AIM OF THE TASK>
Show every line of the data below that includes the word "output".

════════════════════

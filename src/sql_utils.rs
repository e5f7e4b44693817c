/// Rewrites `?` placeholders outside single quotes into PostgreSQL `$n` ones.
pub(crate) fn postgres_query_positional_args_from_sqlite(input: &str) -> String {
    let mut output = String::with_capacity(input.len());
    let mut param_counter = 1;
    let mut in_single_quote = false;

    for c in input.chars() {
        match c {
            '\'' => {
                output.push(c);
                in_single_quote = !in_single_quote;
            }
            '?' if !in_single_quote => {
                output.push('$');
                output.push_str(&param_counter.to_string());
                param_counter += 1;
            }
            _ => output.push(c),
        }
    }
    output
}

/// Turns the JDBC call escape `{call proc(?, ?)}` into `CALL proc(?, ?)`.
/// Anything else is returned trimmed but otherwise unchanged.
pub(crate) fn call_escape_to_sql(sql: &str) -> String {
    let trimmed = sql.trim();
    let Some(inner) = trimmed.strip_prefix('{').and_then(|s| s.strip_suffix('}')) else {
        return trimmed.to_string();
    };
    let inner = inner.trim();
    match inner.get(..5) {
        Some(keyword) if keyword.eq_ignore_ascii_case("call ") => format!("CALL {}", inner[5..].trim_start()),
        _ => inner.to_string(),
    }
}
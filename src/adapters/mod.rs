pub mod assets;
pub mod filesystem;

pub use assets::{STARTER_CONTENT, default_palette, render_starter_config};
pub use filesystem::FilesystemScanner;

════════════════════

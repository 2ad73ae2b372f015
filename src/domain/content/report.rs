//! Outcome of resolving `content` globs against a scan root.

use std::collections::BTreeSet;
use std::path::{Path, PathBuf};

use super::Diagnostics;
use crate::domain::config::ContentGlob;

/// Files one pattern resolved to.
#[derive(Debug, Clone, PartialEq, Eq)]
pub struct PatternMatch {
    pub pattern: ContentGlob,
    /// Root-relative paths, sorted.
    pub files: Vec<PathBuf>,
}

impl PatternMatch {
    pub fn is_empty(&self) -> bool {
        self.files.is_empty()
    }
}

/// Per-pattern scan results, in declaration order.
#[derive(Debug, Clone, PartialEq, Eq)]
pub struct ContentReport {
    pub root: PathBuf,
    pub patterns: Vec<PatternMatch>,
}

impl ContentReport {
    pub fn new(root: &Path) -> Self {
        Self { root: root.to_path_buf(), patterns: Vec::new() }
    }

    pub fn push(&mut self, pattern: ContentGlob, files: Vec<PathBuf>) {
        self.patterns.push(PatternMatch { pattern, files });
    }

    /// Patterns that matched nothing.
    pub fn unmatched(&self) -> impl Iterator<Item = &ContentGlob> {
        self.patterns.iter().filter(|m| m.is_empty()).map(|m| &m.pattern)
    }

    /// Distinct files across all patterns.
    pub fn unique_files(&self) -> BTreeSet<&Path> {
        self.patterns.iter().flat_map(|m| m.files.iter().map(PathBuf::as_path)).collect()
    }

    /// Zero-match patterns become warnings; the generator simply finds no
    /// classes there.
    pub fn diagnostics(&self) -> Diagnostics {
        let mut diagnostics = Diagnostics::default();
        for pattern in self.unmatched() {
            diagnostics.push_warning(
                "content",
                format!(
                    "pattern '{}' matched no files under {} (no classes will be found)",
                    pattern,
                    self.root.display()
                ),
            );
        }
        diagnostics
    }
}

════════════════════

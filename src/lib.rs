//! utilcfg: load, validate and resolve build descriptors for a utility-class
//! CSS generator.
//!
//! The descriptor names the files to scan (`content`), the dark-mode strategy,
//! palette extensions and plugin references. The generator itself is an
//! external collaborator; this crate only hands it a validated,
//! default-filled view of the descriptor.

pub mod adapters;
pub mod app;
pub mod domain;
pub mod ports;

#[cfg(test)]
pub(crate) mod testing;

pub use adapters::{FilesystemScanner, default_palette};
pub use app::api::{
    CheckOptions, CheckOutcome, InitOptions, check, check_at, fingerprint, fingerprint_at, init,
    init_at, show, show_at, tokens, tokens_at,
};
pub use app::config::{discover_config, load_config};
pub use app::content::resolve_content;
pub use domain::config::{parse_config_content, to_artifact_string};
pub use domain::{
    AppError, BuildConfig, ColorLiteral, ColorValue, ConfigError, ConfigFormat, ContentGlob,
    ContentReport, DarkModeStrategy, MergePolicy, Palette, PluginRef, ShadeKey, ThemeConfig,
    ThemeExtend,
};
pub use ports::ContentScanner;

════════════════════

RESPONSE>
    let mut output = String::with_capacity(input.len());
                output.push(c);
                output.push('$');
                output.push_str(&param_counter.to_string());
            _ => output.push(c),
    output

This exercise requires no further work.